4. Financial Secretary John Tsang reiterated that the Hong Kong 
government has no plans to intervene in the stock market, and he 
told the media on September 19 that he would brief Hong Kong's 
Legislative Council members that evening about current market 
conditions.  He refused to comment about the Central 
Government's new market stimulus measures.  Secretary for 
Financial Services and the Treasury K.C. Chan stated that market 
sentiment would not fundamentally improve, until the USG 
introduces "real measures" to save its financial market.  Chief 
Executive Donald Tsang said local investors should remain calm 
and use the lessons learned from the Asian financial turmoil ten 
years ago.  Hong Kong Monetary Authority Chief Executive Joseph 
Yam warned investors to take note of the change in the global 
economic climate, saying three of the five top American 
investment banks were eliminated by a "Financial Tsunami."  See 
reftels A and B for Post reporting about recent private 
conversations with senior HKG officials about the financial 
crisis, including a conversation on September 19 with Joseph 
Yam. 
 
More Stimulus Measures From Mainland Expected 
--------------------------------------------- 
 
5. JP Morgan China Equities Head Jing Ulrich told pro-Beijing 
Chinese language newspaper Wen Wei Po on September 19 that she 
expects the Central Government to launch more measures to boost 
the stock market, such as liberalizing stock trading 
regulations.  Respected free-lance local economist Andy Xie 
(formerly of Morgan Stanley) dismissed the Central Government's 
share purchases of the Mainland banks as a temporary expedient 
that will, at most, "prevent Mainland stocks from falling too 
far and too fast."  Xie told the Hong Kong Commercial Daily on 
September 19 that Beijing has been devising means to "rescue" 

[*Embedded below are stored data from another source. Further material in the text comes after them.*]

use aws_lambda_events::sqs::{SqsBatchResponse, SqsEvent, SqsMessage};
use lambda_runtime::{service_fn, Error, LambdaEvent};

#[tokio::main]
async fn main() -> Result<(), Error> {
    dotenvy::dotenv().ok();

    tracing_subscriber::fmt()
        .with_max_level(tracing::Level::INFO)
        .with_target(false)
        .without_time()
        .init();

    lambda_runtime::run(service_fn(|event: LambdaEvent<SqsEvent>| async {
        handle(event).await
    }))
    .await
}

async fn handle(event: LambdaEvent<SqsEvent>) -> Result<SqsBatchResponse, Error> {
    tracing::info!("Processing {} SQS records", event.payload.records.len());

    for record in event.payload.records.iter() {
        tracing::info!("{}", describe(record));
    }

    Ok(SqsBatchResponse {
        batch_item_failures: Vec::new(),
    })
}

fn describe(record: &SqsMessage) -> String {
    format!(
        "{} from {}: {}",
        record.message_id.as_deref().unwrap_or("<no id>"),
        record.event_source_arn.as_deref().unwrap_or("<unknown source>"),
        record.body.as_deref().unwrap_or("")
    )
}
use std::{sync::Arc, time::Duration};

use domain::{events::translate, EventSource, PollingSettings, QueueBinding};
use tokio_util::sync::CancellationToken;

use crate::dispatcher::Dispatcher;
use crate::error::Result;
use crate::invoker::FunctionInvoker;
use crate::queue::QueueService;

/// Result of one receive, dispatch, acknowledge cycle
#[derive(Clone, Copy, Debug, Eq, PartialEq)]
pub enum CycleOutcome {
    /// The long poll returned no message
    Idle,
    /// A batch of this many messages was delivered and deleted
    Delivered(usize),
}

/// Counters of a stopped loop
#[derive(Clone, Debug, Default, Eq, PartialEq)]
pub struct LoopReport {
    pub function: String,
    pub queue: String,
    pub cycles: u64,
    pub batches: u64,
    pub messages: u64,
    pub failures: u64,
}

/// Continuously moves messages of one queue to one function.
///
/// Cycles never overlap: a batch is deleted only after its dispatch
/// completed, and the next receive starts only after that.
pub struct PollLoop<Q, I> {
    binding: QueueBinding,
    queue_name: String,
    queue_url: String,
    source: EventSource,
    polling: PollingSettings,
    queue: Arc<Q>,
    dispatcher: Arc<Dispatcher<I>>,
}

impl<Q, I> PollLoop<Q, I>
where
    Q: QueueService,
    I: FunctionInvoker,
{
    pub fn new(
        binding: QueueBinding,
        queue_name: String,
        queue_url: String,
        source: EventSource,
        polling: PollingSettings,
        queue: Arc<Q>,
        dispatcher: Arc<Dispatcher<I>>,
    ) -> Self {
        Self {
            binding,
            queue_name,
            queue_url,
            source,
            polling,
            queue,
            dispatcher,
        }
    }

    /// Polls until `cancel` fires. Cycle failures are logged and retried
    /// after a growing pause; the failed batch stays on the queue.
    pub async fn run(self, cancel: CancellationToken) -> LoopReport {
        let mut report = LoopReport {
            function: self.binding.function.clone(),
            queue: self.queue_name.clone(),
            ..Default::default()
        };
        let mut backoff = Backoff::new(self.polling.retry_initial, self.polling.retry_max);

        tracing::info!(
            function = %self.binding.function,
            queue = %self.queue_name,
            "Polling {}",
            self.queue_url
        );

        while !cancel.is_cancelled() {
            let outcome = tokio::select! {
                biased;
                _ = cancel.cancelled() => break,
                outcome = self.cycle() => outcome,
            };
            report.cycles += 1;

            let pause = match outcome {
                Ok(CycleOutcome::Idle) => {
                    backoff.reset();
                    self.polling.idle_delay
                }
                Ok(CycleOutcome::Delivered(count)) => {
                    backoff.reset();
                    report.batches += 1;
                    report.messages += count as u64;
                    Duration::ZERO
                }
                Err(err) => {
                    report.failures += 1;
                    tracing::error!(
                        function = %self.binding.function,
                        queue = %self.queue_name,
                        "Poll cycle failed: {}",
                        err
                    );
                    backoff.next_delay()
                }
            };

            if pause.is_zero() {
                // keep sibling loops scheduled on the shared runtime
                tokio::task::yield_now().await;
                continue;
            }

            tokio::select! {
                biased;
                _ = cancel.cancelled() => break,
                _ = tokio::time::sleep(pause) => {}
            }
        }

        tracing::info!(
            function = %report.function,
            queue = %report.queue,
            "Stopped after {} cycles",
            report.cycles
        );
        report
    }

    /// Receive, translate, dispatch, then acknowledge the whole batch.
    pub async fn cycle(&self) -> Result<CycleOutcome> {
        let messages = self
            .queue
            .receive(&self.queue_url, self.binding.batch_size)
            .await?;
        if messages.is_empty() {
            return Ok(CycleOutcome::Idle);
        }

        tracing::info!(
            function = %self.binding.function,
            queue = %self.queue_name,
            messages = messages.len(),
            "{} (λ: {})",
            self.queue_name,
            self.binding.function
        );

        let event = translate(&self.source, &messages);
        self.dispatcher
            .dispatch(&self.binding.function, &event)
            .await?;
        self.queue.delete_batch(&self.queue_url, &messages).await?;

        Ok(CycleOutcome::Delivered(messages.len()))
    }
}

/// Exponential pause between failed cycles
#[derive(Clone, Debug)]
struct Backoff {
    initial: Duration,
    max: Duration,
    current: Option<Duration>,
}

impl Backoff {
    fn new(initial: Duration, max: Duration) -> Self {
        Self {
            initial,
            max,
            current: None,
        }
    }

    fn next_delay(&mut self) -> Duration {
        let delay = match self.current {
            None => self.initial,
            Some(current) => current.saturating_mul(2),
        }
        .min(self.max);
        self.current = Some(delay);
        delay
    }

    fn reset(&mut self) {
        self.current = None;
    }
}

#[cfg(test)]
mod tests {
    use super::*;
    use crate::testing::{capture_logs, message, queue_url, FakeInvoker, FakeQueue};
    use crate::Error;
    use domain::ServiceDefinition;
    use serde_json::Value;

    fn binding() -> QueueBinding {
        QueueBinding {
            function: "worker".to_string(),
            arn: Some("arn:aws:sqs:us-east-1:000000000000:test-sqs".to_string()),
            batch_size: 10,
            ..Default::default()
        }
    }

    fn instant() -> PollingSettings {
        PollingSettings {
            idle_delay: Duration::ZERO,
            retry_initial: Duration::ZERO,
            retry_max: Duration::ZERO,
        }
    }

    fn poll_loop(queue: Arc<FakeQueue>, invoker: Arc<FakeInvoker>) -> PollLoop<FakeQueue, FakeInvoker> {
        let service = Arc::new(ServiceDefinition {
            service: "app".to_string(),
            ..Default::default()
        });
        let binding = binding();
        let source = EventSource::for_binding(&binding, "test-sqs", &service, "queue");
        PollLoop::new(
            binding,
            "test-sqs".to_string(),
            queue_url("test-sqs"),
            source,
            instant(),
            queue,
            Arc::new(Dispatcher::new(invoker, service)),
        )
    }

    #[tokio::test]
    async fn delivers_then_deletes_the_batch() {
        let queue = Arc::new(FakeQueue::default());
        let invoker = Arc::new(FakeInvoker::default());
        let url = queue_url("test-sqs");
        queue.script(&url, vec![Ok(vec![message("1", "hi"), message("2", "there")])]);

        let outcome = poll_loop(queue.clone(), invoker.clone()).cycle().await.unwrap();
        assert_eq!(outcome, CycleOutcome::Delivered(2));

        let requests = invoker.requests();
        assert_eq!(requests.len(), 1);
        let payload: Value = serde_json::from_slice(&requests[0].payload).unwrap();
        let record = &payload["Records"][0];
        assert_eq!(record["eventSource"], "queue");
        assert_eq!(record["body"], "hi");
        assert!(record["eventSourceARN"].as_str().unwrap().ends_with(":test-sqs"));
        assert_eq!(payload["Records"][1]["messageId"], "2");

        assert_eq!(
            queue.deletes(),
            vec![(url.clone(), vec!["1".to_string(), "2".to_string()])]
        );
        assert_eq!(queue.receives(), vec![(url, 10)]);
    }

    #[tokio::test]
    async fn empty_receive_does_nothing() {
        let queue = Arc::new(FakeQueue::default());
        let invoker = Arc::new(FakeInvoker::default());

        let outcome = poll_loop(queue.clone(), invoker.clone()).cycle().await.unwrap();
        assert_eq!(outcome, CycleOutcome::Idle);
        assert!(invoker.requests().is_empty());
        assert!(queue.deletes().is_empty());
    }

    #[tokio::test]
    async fn failed_dispatch_keeps_the_batch() {
        let queue = Arc::new(FakeQueue::default());
        let invoker = Arc::new(FakeInvoker::failing(1));
        queue.script(&queue_url("test-sqs"), vec![Ok(vec![message("1", "hi")])]);

        let err = poll_loop(queue.clone(), invoker).cycle().await.unwrap_err();
        assert!(matches!(err, Error::Invocation { .. }));
        assert!(queue.deletes().is_empty());
    }

    #[tokio::test]
    async fn redelivers_after_a_failed_dispatch() {
        let (logs, _guard) = capture_logs();
        let queue = Arc::new(FakeQueue::default());
        let invoker = Arc::new(FakeInvoker::failing(1));
        let url = queue_url("test-sqs");
        queue.script(
            &url,
            vec![Ok(vec![message("1", "hi")]), Ok(vec![message("1", "hi")])],
        );

        let report = poll_loop(queue.clone(), invoker.clone())
            .run(queue.drained.clone())
            .await;

        assert_eq!(report.cycles, 2);
        assert_eq!(report.failures, 1);
        assert_eq!(report.batches, 1);
        assert_eq!(report.messages, 1);
        assert_eq!(invoker.requests().len(), 2);
        assert_eq!(queue.receives(), vec![(url.clone(), 10), (url.clone(), 10)]);
        assert_eq!(queue.deletes(), vec![(url, vec!["1".to_string()])]);

        let logs = logs.contents();
        assert!(logs.contains("ERROR"));
        assert!(logs.contains(
            "Poll cycle failed: Invocation of app-dev-worker failed: function host unreachable"
        ));
    }

    #[tokio::test]
    async fn keeps_polling_through_empty_receives_and_errors() {
        let queue = Arc::new(FakeQueue::default());
        let invoker = Arc::new(FakeInvoker::default());
        let url = queue_url("test-sqs");
        queue.script(
            &url,
            vec![
                Ok(Vec::new()),
                Err(Error::queue("connection refused")),
                Ok(Vec::new()),
                Ok(vec![message("7", "late")]),
            ],
        );

        let report = poll_loop(queue.clone(), invoker.clone())
            .run(queue.drained.clone())
            .await;

        assert_eq!(report.cycles, 4);
        assert_eq!(report.failures, 1);
        assert_eq!(report.batches, 1);
        assert_eq!(invoker.requests().len(), 1);
        assert_eq!(queue.deletes(), vec![(url, vec!["7".to_string()])]);
    }

    #[tokio::test]
    async fn failed_delete_is_a_failed_cycle() {
        let queue = Arc::new(FakeQueue::default());
        let invoker = Arc::new(FakeInvoker::default());
        queue.script(&queue_url("test-sqs"), vec![Ok(vec![message("1", "hi")])]);
        queue.fail_deletes(1);

        let report = poll_loop(queue.clone(), invoker.clone())
            .run(queue.drained.clone())
            .await;

        assert_eq!(report.failures, 1);
        assert_eq!(report.batches, 0);
        assert!(queue.deletes().is_empty());
    }

    #[tokio::test]
    async fn stops_when_cancelled_up_front() {
        let queue = Arc::new(FakeQueue::default());
        let cancel = CancellationToken::new();
        cancel.cancel();

        let report = poll_loop(queue.clone(), Arc::new(FakeInvoker::default()))
            .run(cancel)
            .await;

        assert_eq!(report.cycles, 0);
        assert!(queue.receives().is_empty());
    }

    #[test]
    fn backoff_doubles_up_to_the_cap() {
        let mut backoff = Backoff::new(Duration::from_millis(200), Duration::from_millis(700));
        assert_eq!(backoff.next_delay(), Duration::from_millis(200));
        assert_eq!(backoff.next_delay(), Duration::from_millis(400));
        assert_eq!(backoff.next_delay(), Duration::from_millis(700));
        assert_eq!(backoff.next_delay(), Duration::from_millis(700));

        backoff.reset();
        assert_eq!(backoff.next_delay(), Duration::from_millis(200));
    }
}
/// Queue bindings
pub mod binding;

/// Queue name and creation attribute resolution
pub mod resolver;

pub use binding::{QueueBinding, DEFAULT_BATCH_SIZE, MAX_BATCH_SIZE};
pub use resolver::{queue_name_from_arn, resolve_creation_properties, resolve_queue_name};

the market, but he said the measures would fail as long as the 
global economic environment remains unfavorable. 
 
Bank of East Asia Shares Unscathed 
---------------------------------- 
 
6. Shares of Bank of East Asia (BEA) rose 12 percent on 
September 19, as trading resumed in its shares.  Trading of BEA 
shares were suspended on September 18, after the company 
disclosed unauthorized manipulation in the valuation of its 
equity derivatives and restated its earnings (ref C).